Wednesday, March 19, 2025

New schoolhouse rises for École Belle-Baie

  • September 4 2024
  • By Alec Bruce, Local Journalism Initiative Reporter    

LARRY’S RIVER — Less than one year after launching in a common room provided by the community centre in Larry’s River, Guysborough County’s first French-language school will soon have a modern, new building.

“I can’t get over how beautiful it is,” says École Belle-Baie Principal Nicole Avery-Bell about the modularly constructed edifice that’s now rising next door to the public space where 17 kids from kindergarten to Grade 10 learned their ABCs last year, which could be open in a few weeks.

“It has five big classrooms, a beautiful central hallway with vaulted ceilings, a staff room, an office, a reception area [and] washrooms. I mean, it’s tremendous. I was just shocked.”

She’s not the only one in this tightly knit Acadian enclave, which also includes the nearby communities of Tor Bay, Charlos Cove and Port Felix, feeling that way.

“It’s a dream that we never anticipated would become a reality,” says Jude Avery, a well-known educator, author and president of La Société Acadienne de Torbé. “We’ve been working very hard at preserving our culture over a number of years.”

That, says Stephanie Comeau, director of communications at Conseil scolaire acadien provincial (CSAP), is one of the project’s key objectives. “It really was a community effort where a group of parents in the area said that they wanted to have a school [building]. Through their efforts and with the [advocacy] of the CSAP,” the provincial government agreed to pay and arrange for its construction.

Provincial officials were not able to provide the cost of the project before press time, but Comeau said the modular model – which differs from the old portable system, in that the classrooms can be connected and incorporate other integrated features, like washrooms – is fairly common across the province.

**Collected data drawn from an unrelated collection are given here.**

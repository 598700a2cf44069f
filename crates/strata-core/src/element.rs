//! The [`ElementKind`] tag and the [`Element`] trait.
//!
//! Field buffers are stored type-erased; the kind tag is the runtime
//! witness of the buffer's element type. Every typed access compares tags
//! before touching the data, so a mismatch is reported as a diagnosable
//! error instead of corrupting or misreading the buffer.

use std::fmt;

/// Classification of a field's element type.
///
/// The set is closed: adding an element type means adding a variant here
/// and an [`Element`] impl for the corresponding Rust type, and the
/// compiler flags every match site that needs updating.
#[derive(Clone, Copy, Debug, PartialEq, Eq, Hash)]
pub enum ElementKind {
    /// 32-bit signed integer (`i32`).
    I32,
    /// 64-bit signed integer (`i64`).
    I64,
    /// 32-bit floating point (`f32`).
    F32,
    /// 64-bit floating point (`f64`).
    F64,
}

impl ElementKind {
    /// Human-readable label, used in error messages.
    pub fn label(&self) -> &'static str {
        match self {
            Self::I32 => "i32",
            Self::I64 => "i64",
            Self::F32 => "f32",
            Self::F64 => "f64",
        }
    }

    /// Encoded width of one element in bytes.
    pub fn byte_width(&self) -> usize {
        match self {
            Self::I32 | Self::F32 => 4,
            Self::I64 | Self::F64 => 8,
        }
    }

    /// Single-byte tag used in serialized records.
    pub fn tag(&self) -> u8 {
        match self {
            Self::I32 => 0,
            Self::I64 => 1,
            Self::F32 => 2,
            Self::F64 => 3,
        }
    }

    /// Decode a serialized tag, or `None` if the tag is unknown.
    pub fn from_tag(tag: u8) -> Option<Self> {
        match tag {
            0 => Some(Self::I32),
            1 => Some(Self::I64),
            2 => Some(Self::F32),
            3 => Some(Self::F64),
            _ => None,
        }
    }
}

impl fmt::Display for ElementKind {
    fn fmt(&self, f: &mut fmt::Formatter<'_>) -> fmt::Result {
        write!(f, "{}", self.label())
    }
}

/// A value type storable in a field buffer.
///
/// Binds a Rust type to its [`ElementKind`] tag and a fixed-width
/// little-endian byte codec. The codec is what makes field packing
/// generic: buffers serialize element-by-element with no knowledge of
/// the tree they live in.
///
/// # Contract
///
/// - `KIND.byte_width()` bytes are appended per `encode` call.
/// - `decode` receives exactly `KIND.byte_width()` bytes; callers are
///   responsible for slicing (and length-checking) the input.
pub trait Element: Clone + Default + PartialEq + Send + 'static {
    /// The runtime tag for this element type.
    const KIND: ElementKind;

    /// Append this value's little-endian encoding to `out`.
    fn encode(&self, out: &mut Vec<u8>);

    /// Decode a value from exactly `KIND.byte_width()` bytes.
    fn decode(bytes: &[u8]) -> Self;
}

impl Element for i32 {
    const KIND: ElementKind = ElementKind::I32;

    fn encode(&self, out: &mut Vec<u8>) {
        out.extend_from_slice(&self.to_le_bytes());
    }

    fn decode(bytes: &[u8]) -> Self {
        i32::from_le_bytes(bytes.try_into().expect("caller slices byte_width bytes"))
    }
}

impl Element for i64 {
    const KIND: ElementKind = ElementKind::I64;

    fn encode(&self, out: &mut Vec<u8>) {
        out.extend_from_slice(&self.to_le_bytes());
    }

    fn decode(bytes: &[u8]) -> Self {
        i64::from_le_bytes(bytes.try_into().expect("caller slices byte_width bytes"))
    }
}

impl Element for f32 {
    const KIND: ElementKind = ElementKind::F32;

    fn encode(&self, out: &mut Vec<u8>) {
        out.extend_from_slice(&self.to_le_bytes());
    }

    fn decode(bytes: &[u8]) -> Self {
        f32::from_le_bytes(bytes.try_into().expect("caller slices byte_width bytes"))
    }
}

impl Element for f64 {
    const KIND: ElementKind = ElementKind::F64;

    fn encode(&self, out: &mut Vec<u8>) {
        out.extend_from_slice(&self.to_le_bytes());
    }

    fn decode(bytes: &[u8]) -> Self {
        f64::from_le_bytes(bytes.try_into().expect("caller slices byte_width bytes"))
    }
}

#[cfg(test)]
mod tests {
    use super::*;
    use proptest::prelude::*;

    #[test]
    fn tags_round_trip() {
        for kind in [
            ElementKind::I32,
            ElementKind::I64,
            ElementKind::F32,
            ElementKind::F64,
        ] {
            assert_eq!(ElementKind::from_tag(kind.tag()), Some(kind));
        }
    }

    #[test]
    fn unknown_tag_rejected() {
        assert_eq!(ElementKind::from_tag(4), None);
        assert_eq!(ElementKind::from_tag(255), None);
    }

    #[test]
    fn byte_width_matches_encoding() {
        let mut buf = Vec::new();
        7i32.encode(&mut buf);
        assert_eq!(buf.len(), ElementKind::I32.byte_width());

        buf.clear();
        7f64.encode(&mut buf);
        assert_eq!(buf.len(), ElementKind::F64.byte_width());
    }

    proptest! {
        #[test]
        fn roundtrip_i32(v in any::<i32>()) {
            let mut buf = Vec::new();
            v.encode(&mut buf);
            prop_assert_eq!(i32::decode(&buf), v);
        }

        #[test]
        fn roundtrip_i64(v in any::<i64>()) {
            let mut buf = Vec::new();
            v.encode(&mut buf);
            prop_assert_eq!(i64::decode(&buf), v);
        }

        #[test]
        fn roundtrip_f32_bits(bits in any::<u32>()) {
            let v = f32::from_bits(bits);
            let mut buf = Vec::new();
            v.encode(&mut buf);
            prop_assert_eq!(f32::decode(&buf).to_bits(), bits);
        }

        #[test]
        fn roundtrip_f64_bits(bits in any::<u64>()) {
            let v = f64::from_bits(bits);
            let mut buf = Vec::new();
            v.encode(&mut buf);
            prop_assert_eq!(f64::decode(&buf).to_bits(), bits);
        }
    }
}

“What’s important is that this was the last Acadian region in Nova Scotia to not have a school at proximity,” she says. “The closest one to them was an hour-and-a-half by bus one way and an hour-and-a-half by bus the other.”

Indeed, Avery says, that’s a problem when a physical school building is often a crucial setting for conveying a language and keeping a community’s culture alive.

“To preserve and promote culture without the language [being taught] is a difficult road, and, so, this will give us another tool in the toolbox to do just that.”

All of which may be a testament to the self-determination of a community that’s accustomed to keeping many balls in the air to preserve and champion its identity in this region of the province.

After years of organizing, École Belle-Baie opened with 16 students last September with temporary digs. In March, after canvassing the public and shortlisting the submissions, it selected its official name to capture the history and hopes of the whole community.

Said Bell-Avery at the time: “It reflects the villages here that surround the bay.”

Now, she says, it still does, but with a new sense of permanence.

“A school is obviously a place to pass on knowledge, but this will be more than just that. It will become the hub of this community, the hub of this Acadian revival, a symbol of something worthy that we’ve been working towards.”

It will also become ‘home’ to a growing student population, which now numbers 22. “Oh yes we’re growing,” Avery-Bell says. “I think with a permanent structure, there will be many more parents interested, thinking, ‘Hey this is not a passing fancy.’’’

According to CSAP, the school is expected to open sometime this year, but Avery-Bell thinks it could be sooner than later. “The construction company started building the modules offsite last winter; those were delivered here in July. The work has been ongoing ever since. Everything will be ready, hopefully, within the month of September.”

Until then, she notes, the kids will continue their studies in the community centre.

“We never lost the culture and identity, but over the generations the language was very much lost. Now, with this building, we’re taking it back.”